(Assigned task):
Each line in the records that mentions the word "tokio" needs to be listed.

[Stored items]
***
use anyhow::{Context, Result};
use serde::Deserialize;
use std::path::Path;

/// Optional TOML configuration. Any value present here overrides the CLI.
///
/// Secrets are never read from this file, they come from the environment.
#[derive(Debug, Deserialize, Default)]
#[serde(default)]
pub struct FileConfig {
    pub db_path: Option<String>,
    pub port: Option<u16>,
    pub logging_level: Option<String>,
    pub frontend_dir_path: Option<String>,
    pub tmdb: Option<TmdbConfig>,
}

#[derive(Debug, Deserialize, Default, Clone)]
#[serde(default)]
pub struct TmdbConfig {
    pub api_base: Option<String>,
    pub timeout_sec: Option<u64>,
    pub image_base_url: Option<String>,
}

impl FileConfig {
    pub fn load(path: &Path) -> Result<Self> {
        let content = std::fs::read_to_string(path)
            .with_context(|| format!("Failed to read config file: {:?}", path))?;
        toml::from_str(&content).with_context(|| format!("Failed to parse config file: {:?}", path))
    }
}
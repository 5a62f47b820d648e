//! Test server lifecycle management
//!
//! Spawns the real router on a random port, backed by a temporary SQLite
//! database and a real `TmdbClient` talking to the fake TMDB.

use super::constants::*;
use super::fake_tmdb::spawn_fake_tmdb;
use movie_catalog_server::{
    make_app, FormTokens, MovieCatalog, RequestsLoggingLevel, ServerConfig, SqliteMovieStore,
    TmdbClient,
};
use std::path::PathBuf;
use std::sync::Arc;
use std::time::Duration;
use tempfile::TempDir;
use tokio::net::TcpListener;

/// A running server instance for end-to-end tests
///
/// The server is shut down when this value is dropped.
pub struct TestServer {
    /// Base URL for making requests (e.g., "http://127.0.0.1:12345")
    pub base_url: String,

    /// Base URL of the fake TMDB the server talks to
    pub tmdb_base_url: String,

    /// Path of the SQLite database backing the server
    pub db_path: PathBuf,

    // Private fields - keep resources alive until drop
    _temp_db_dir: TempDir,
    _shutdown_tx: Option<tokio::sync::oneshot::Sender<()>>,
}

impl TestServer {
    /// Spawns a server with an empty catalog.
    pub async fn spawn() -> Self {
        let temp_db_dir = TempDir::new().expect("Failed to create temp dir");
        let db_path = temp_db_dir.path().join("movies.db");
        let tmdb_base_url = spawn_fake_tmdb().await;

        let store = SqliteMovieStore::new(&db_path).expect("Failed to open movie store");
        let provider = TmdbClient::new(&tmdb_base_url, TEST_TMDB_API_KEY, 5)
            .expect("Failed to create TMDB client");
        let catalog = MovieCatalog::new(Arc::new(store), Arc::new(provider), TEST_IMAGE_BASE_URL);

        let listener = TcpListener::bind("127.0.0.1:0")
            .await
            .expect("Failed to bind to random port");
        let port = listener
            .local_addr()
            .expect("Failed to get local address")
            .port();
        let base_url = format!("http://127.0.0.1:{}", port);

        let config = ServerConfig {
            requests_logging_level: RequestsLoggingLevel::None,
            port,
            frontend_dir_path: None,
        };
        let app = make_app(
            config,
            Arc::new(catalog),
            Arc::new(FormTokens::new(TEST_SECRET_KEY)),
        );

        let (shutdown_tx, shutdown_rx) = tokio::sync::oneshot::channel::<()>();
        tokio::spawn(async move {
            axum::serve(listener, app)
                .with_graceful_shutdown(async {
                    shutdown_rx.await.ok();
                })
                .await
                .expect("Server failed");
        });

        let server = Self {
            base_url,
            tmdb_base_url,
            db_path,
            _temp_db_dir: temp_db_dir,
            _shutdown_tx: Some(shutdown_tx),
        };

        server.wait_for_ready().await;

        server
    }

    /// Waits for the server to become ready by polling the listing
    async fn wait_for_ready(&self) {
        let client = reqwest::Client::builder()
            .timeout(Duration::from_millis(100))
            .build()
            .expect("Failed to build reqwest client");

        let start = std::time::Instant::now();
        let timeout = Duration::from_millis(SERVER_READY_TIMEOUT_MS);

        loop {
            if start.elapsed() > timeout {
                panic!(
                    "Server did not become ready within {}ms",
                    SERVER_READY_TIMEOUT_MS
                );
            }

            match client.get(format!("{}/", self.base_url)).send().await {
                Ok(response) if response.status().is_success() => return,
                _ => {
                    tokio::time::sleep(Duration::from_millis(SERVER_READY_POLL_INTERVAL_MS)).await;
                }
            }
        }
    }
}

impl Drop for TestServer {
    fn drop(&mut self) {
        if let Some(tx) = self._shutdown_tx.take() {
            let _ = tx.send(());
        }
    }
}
***
(Solution for this exercise):
use tokio::net::TcpListener;
    _shutdown_tx: Option<tokio::sync::oneshot::Sender<()>>,
        let (shutdown_tx, shutdown_rx) = tokio::sync::oneshot::channel::<()>();
        tokio::spawn(async move {
                    tokio::time::sleep(Duration::from_millis(SERVER_READY_POLL_INTERVAL_MS)).await;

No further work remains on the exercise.